Energizer has a few things pressing on its back currently. For one thing, the company recently bought further into the feminine-care industry with purchase of Johnson & Johnson's product line -- a modest $185 million in cash. It wasn't a huge purchase, but after factoring in the costs of integrating the lines with its existing ones, margins and one-time expenses put some pressure on the company. The acquisition, along with a highly promotional environment in the personal-care industry (and, thus, lower top line sales), and Energizer Holdings didn't have a great quarter.

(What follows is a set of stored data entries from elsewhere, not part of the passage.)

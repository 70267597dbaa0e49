//! Lake margins and the drainage-direction test that guards every tilt.
use std::collections::BTreeSet;

use crate::grid::RasterGrid;

/// D8 neighbours of `lake_nodes` that are not themselves in the lake.
pub fn external_margin(grid: &RasterGrid, lake_nodes: &BTreeSet<usize>) -> BTreeSet<usize> {
    let mut around = grid.neighbors_of(lake_nodes);
    around.extend(grid.diagonals_of(lake_nodes));
    around.difference(lake_nodes).copied().collect()
}

/// Lake nodes that touch (D8) the external margin.
pub fn internal_margin(
    grid: &RasterGrid,
    lake_nodes: &BTreeSet<usize>,
    external: &BTreeSet<usize>,
) -> BTreeSet<usize> {
    let mut around = grid.neighbors_of(external);
    around.extend(grid.diagonals_of(external));
    around.intersection(lake_nodes).copied().collect()
}

/// True if, for any external-margin node `e` not in `exempt` and any
/// orthogonal neighbour `n` of `e`, the relation `z[e] >= z[n]` differs
/// between `old` and `new`.
///
/// `exempt` holds the outlets: a lake is meant to spill into its outlet once
/// tilted, so the outlet's relations are allowed to change.
/// Comparisons are exact.
pub fn drainage_direction_changed(
    grid: &RasterGrid,
    lake_nodes: &BTreeSet<usize>,
    exempt: &BTreeSet<usize>,
    old: &[f64],
    new: &[f64],
) -> bool {
    external_margin(grid, lake_nodes)
        .difference(exempt)
        .any(|&e| {
            grid.neighbors(e)
                .any(|n| (old[e] >= old[n]) != (new[e] >= new[n]))
        })
}
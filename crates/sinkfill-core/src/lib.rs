//! Depression filling for raster elevation grids.
//!
//! [`HoleFiller`] raises every closed depression to the level of its outlet
//! so that each node has a downhill path off the grid, optionally leaving a
//! small gradient down towards the outlet. Flow directions and depression
//! membership come from the [`FlowRouter`] and [`DepressionMapper`]
//! collaborators in [`hydraulic`].
pub mod config;
pub mod error;
pub mod fill;
pub mod grid;
pub mod heightfield;
pub mod hydraulic;

pub use config::FillConfig;
pub use error::{FieldError, FillError};
pub use fill::{FillReport, HoleFiller, SEDIMENT_FILL_DEPTH_FIELD};
pub use grid::{NodeField, RasterGrid};
pub use heightfield::{HeightField, ELEVATION_FIELD};
pub use hydraulic::{DepressionMapper, FlowRouter};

Also weighing on the company is an expanding corporate restructuring. Management is trying to smooth out the business over the long run and allow for greater ability to make acquisitions when the opportunity arises. At the moment, the company has forecasted for $225 million to $300 million in total project cost savings. Investors can expect to see these savings through 2016.

Growing the portfolio
Similar to brand holdings companies like Fortune Brands Home & Security and Spectrum Brands, Energizer's longevity stems from its ability to add on new, diverse product lines to its core brands. The company does not target super-growing, trendy names as much as aisle-shopping mainstays. While this equates to less exciting earnings on a quarter-to-quarter basis, the business is set up to grow comfortably for years and years.

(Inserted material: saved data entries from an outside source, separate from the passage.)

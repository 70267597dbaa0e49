//! Pit filling: raise every closed depression to the level of its outlet,
//! optionally tilting the filled surface down towards the outlet.
//!
//! A sloped fill is only kept if drainage direction at the margins of every
//! filled lake is the same as on the original surface. Otherwise the slope
//! is reduced tenfold and the tilt is redone from the flat fill, up to
//! `max_stability_retries` times.
pub mod margins;
pub mod scratch;
pub mod slope;

use std::collections::BTreeSet;

use serde::Serialize;
use tracing::{debug, info, warn};

use crate::config::{resolve_slope, FillConfig};
use crate::error::{FillError, Result};
use crate::grid::{NodeField, RasterGrid};
use crate::heightfield::ELEVATION_FIELD;
use crate::hydraulic::{D8Router, DepressionMap, DepressionMapper, FlowRouter, PriorityFloodMapper};
use margins::drainage_direction_changed;
use scratch::ScratchFields;
use slope::{SlopeApplier, TiltOutcome};

/// Output field: elevation added at each node by the last fill.
pub const SEDIMENT_FILL_DEPTH_FIELD: &str = "sediment_fill__depth";

/// Summary of one successful [`HoleFiller::fill_pits`] call.
#[derive(Debug, Clone, PartialEq, Serialize)]
pub struct FillReport {
    pub pits: usize,
    pub lakes: usize,
    /// Slope passed to `fill_pits`; `None` for a flat fill.
    pub requested_slope: Option<f64>,
    /// Gentlest slope any lake was tilted with, after global retries and
    /// per-lake reductions. `None` when no lake was tilted: a flat fill, or
    /// a sloped request on a surface with nothing to fill.
    pub applied_slope: Option<f64>,
    pub stability_retries: u32,
    pub subsidiary_rounds: u32,
    pub max_fill_depth: f64,
}

struct SlopedFill {
    slope: f64,
    retries: u32,
    subsidiary_rounds: u32,
}

/// Lakes tilted during one attempt, and the outlets they drain through.
struct TiltedLakes {
    nodes: BTreeSet<usize>,
    outlets: BTreeSet<usize>,
    subsidiary_rounds: u32,
    gentlest_slope: f64,
}

pub struct HoleFiller<R = D8Router, M = PriorityFloodMapper> {
    elevation_field: String,
    config: FillConfig,
    router: R,
    mapper: M,
}

impl HoleFiller {
    /// Filler with the default D8 router and priority-flood mapper.
    pub fn new(grid: &mut RasterGrid, config: FillConfig) -> Result<Self> {
        Self::with_collaborators(grid, config, D8Router, PriorityFloodMapper)
    }
}

impl<R: FlowRouter, M: DepressionMapper> HoleFiller<R, M> {
    /// Resolve the elevation field and create the zeroed
    /// `sediment_fill__depth` output field.
    pub fn with_collaborators(
        grid: &mut RasterGrid,
        config: FillConfig,
        router: R,
        mapper: M,
    ) -> Result<Self> {
        config.validate()?;
        let elevation_field = resolve_elevation_field(grid, &config)?;
        grid.add_zeros(SEDIMENT_FILL_DEPTH_FIELD);
        Ok(Self {
            elevation_field,
            config,
            router,
            mapper,
        })
    }

    pub fn elevation_field(&self) -> &str {
        &self.elevation_field
    }

    pub fn config(&self) -> &FillConfig {
        &self.config
    }

    /// Fill every depression on `grid`.
    ///
    /// With `apply_slope` set, filled lakes are tilted by that gradient
    /// towards their outlets (reduced as needed to keep drainage at the
    /// lake margins unchanged). On [`FillError::StabilityFailure`] the
    /// elevation field is restored to its state before the call.
    /// Routing fields created on the grid during the call are removed and
    /// pre-existing ones restored on every path.
    pub fn fill_pits(&mut self, grid: &mut RasterGrid, apply_slope: Option<f64>) -> Result<FillReport> {
        let apply_slope = resolve_slope(apply_slope)?;
        info!(field = %self.elevation_field, slope = ?apply_slope, "filling depressions");
        let original = grid.float(&self.elevation_field)?.to_vec();

        let working: Vec<&'static str> = self
            .router
            .output_fields()
            .iter()
            .chain(self.mapper.output_fields())
            .copied()
            .collect();
        let mut scratch = ScratchFields::open(grid, working);

        let pits = self.router.route_flow(&mut scratch, &self.elevation_field)?;
        let primary =
            self.mapper
                .map_depressions(&mut scratch, &self.elevation_field, Some(pits.as_slice()), false)?;
        add_depths(scratch.float_mut(&self.elevation_field)?, &primary.depth);
        debug!(pits = pits.len(), lakes = primary.lake_outlets.len(), "flat fill applied");

        let sloped = match apply_slope {
            Some(slope) if !primary.is_empty() => {
                let outcome = self.sloped_fill(&mut scratch, &original, &primary, slope);
                if outcome.is_err() {
                    scratch
                        .float_mut(&self.elevation_field)?
                        .copy_from_slice(&original);
                }
                Some(outcome)
            }
            _ => None,
        };
        scratch.close()?;
        let sloped = sloped.transpose()?;

        let filled = grid.float(&self.elevation_field)?;
        let fill_depth: Vec<f64> = filled
            .iter()
            .zip(&original)
            .map(|(z, z0)| z - z0)
            .collect();
        let max_fill_depth = fill_depth.iter().copied().fold(0.0, f64::max);
        grid.set_field(SEDIMENT_FILL_DEPTH_FIELD, NodeField::Float(fill_depth))?;

        let report = FillReport {
            pits: pits.len(),
            lakes: primary.lake_outlets.len(),
            requested_slope: apply_slope,
            applied_slope: sloped.as_ref().map(|s| s.slope),
            stability_retries: sloped.as_ref().map_or(0, |s| s.retries),
            subsidiary_rounds: sloped.as_ref().map_or(0, |s| s.subsidiary_rounds),
            max_fill_depth,
        };
        info!(
            pits = report.pits,
            lakes = report.lakes,
            slope = ?report.applied_slope,
            retries = report.stability_retries,
            max_fill_depth,
            "depressions filled"
        );
        Ok(report)
    }

    /// Tilt the flat-filled lakes, retrying with smaller slopes until the
    /// margins of every tilted lake drain as they did on `original`.
    fn sloped_fill(
        &mut self,
        grid: &mut RasterGrid,
        original: &[f64],
        primary: &DepressionMap,
        initial_slope: f64,
    ) -> Result<SlopedFill> {
        let flat = grid.float(&self.elevation_field)?.to_vec();
        let applier = SlopeApplier::new(self.config.slope_reduction, self.config.min_slope);
        let mut slope = initial_slope;
        let mut retries = 0;

        loop {
            if let Some(tilted) = self.tilt_lakes(grid, primary, &applier, slope)? {
                let current = grid.float(&self.elevation_field)?;
                if !drainage_direction_changed(grid, &tilted.nodes, &tilted.outlets, original, current) {
                    return Ok(SlopedFill {
                        slope: tilted.gentlest_slope,
                        retries,
                        subsidiary_rounds: tilted.subsidiary_rounds,
                    });
                }
            }

            retries += 1;
            warn!(slope, retries, "sloped fill reverses drainage at a lake margin");
            if retries >= self.config.max_stability_retries {
                return Err(FillError::StabilityFailure {
                    retries,
                    last_slope: slope,
                });
            }
            slope *= self.config.slope_reduction;
            grid.float_mut(&self.elevation_field)?.copy_from_slice(&flat);
        }
    }

    /// One attempt: tilt the primary lakes, then fill and tilt any lakes the
    /// tilting created until the surface has none. `None` means some lake
    /// could not be tilted stably.
    fn tilt_lakes(
        &mut self,
        grid: &mut RasterGrid,
        primary: &DepressionMap,
        applier: &SlopeApplier,
        slope: f64,
    ) -> Result<Option<TiltedLakes>> {
        let mut lakes = lakes_of(primary);
        let mut subsidiary = false;
        let mut tilted = TiltedLakes {
            nodes: BTreeSet::new(),
            outlets: BTreeSet::new(),
            subsidiary_rounds: 0,
            gentlest_slope: slope,
        };

        loop {
            for (outlet, nodes) in &lakes {
                let elevation = grid.float(&self.elevation_field)?;
                let lifted = match applier.apply_to_lake(grid, elevation, slope, *outlet, nodes, subsidiary) {
                    TiltOutcome::Accepted { slope: accepted, elevations } => {
                        tilted.gentlest_slope = tilted.gentlest_slope.min(accepted);
                        elevations
                    }
                    TiltOutcome::Unstable { smallest_slope } => {
                        debug!(outlet, smallest_slope, "no stable tilt for lake");
                        return Ok(None);
                    }
                };
                let elevation = grid.float_mut(&self.elevation_field)?;
                for (&node, z) in nodes.iter().zip(lifted) {
                    elevation[node] = z;
                }
                tilted.nodes.extend(nodes.iter().copied());
                tilted.outlets.insert(*outlet);
            }

            let remap = self
                .mapper
                .map_depressions(grid, &self.elevation_field, None, false)?;
            if remap.is_empty() {
                return Ok(Some(tilted));
            }
            if tilted.subsidiary_rounds >= self.config.max_subsidiary_rounds {
                warn!(
                    rounds = tilted.subsidiary_rounds,
                    "subsidiary lakes keep appearing; abandoning this slope"
                );
                return Ok(None);
            }
            tilted.subsidiary_rounds += 1;
            debug!(
                round = tilted.subsidiary_rounds,
                lakes = remap.lake_outlets.len(),
                "filling subsidiary lakes"
            );
            add_depths(grid.float_mut(&self.elevation_field)?, &remap.depth);
            lakes = lakes_of(&remap);
            subsidiary = true;
        }
    }
}

fn resolve_elevation_field(grid: &RasterGrid, config: &FillConfig) -> Result<String> {
    if grid.has_field(ELEVATION_FIELD) {
        return Ok(ELEVATION_FIELD.to_string());
    }
    match &config.elevation_field {
        None => Err(FillError::NoElevationField {
            default: ELEVATION_FIELD,
        }),
        Some(name) if grid.has_field(name) => Ok(name.clone()),
        Some(name) => Err(FillError::MissingElevationField(name.clone())),
    }
}

fn add_depths(elevation: &mut [f64], depth: &[f64]) {
    for (z, d) in elevation.iter_mut().zip(depth) {
        *z += d;
    }
}

fn lakes_of(map: &DepressionMap) -> Vec<(usize, Vec<usize>)> {
    map.lake_outlets
        .iter()
        .map(|&outlet| (outlet, map.lake_nodes(outlet)))
        .collect()
}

In recent periods, margins have seen pressure (even though they were up 250 basis points this quarter, on an adjusted basis) as retailers move more and more toward promotion-heavy sales strategies. This means that the brand names have to market themselves heavily against the competition while also facing pricing pressure. Furthermore, as consumers continue the slow recovery from a crippling economic crisis, brands that may have commanded higher prices (such as Banana Boat or Playtex) have to compete more with their generic, cheaper counterparts.

Management cited continued pressure in the near term (at least the first half of this year, according to the release), but the macroeconomic environment is undoubtedly improving -- albeit at a snail's pace. So, while the market may not love Energizer at the moment, it does have long-term tailwinds and the ability to exploit a return to economic normalcy. At just over 12 times earnings and with a 2.1% dividend, the company is attractively valued and ripe for the picking. Those interested in long-term oriented, easy-to-understand businesses should take a closer look.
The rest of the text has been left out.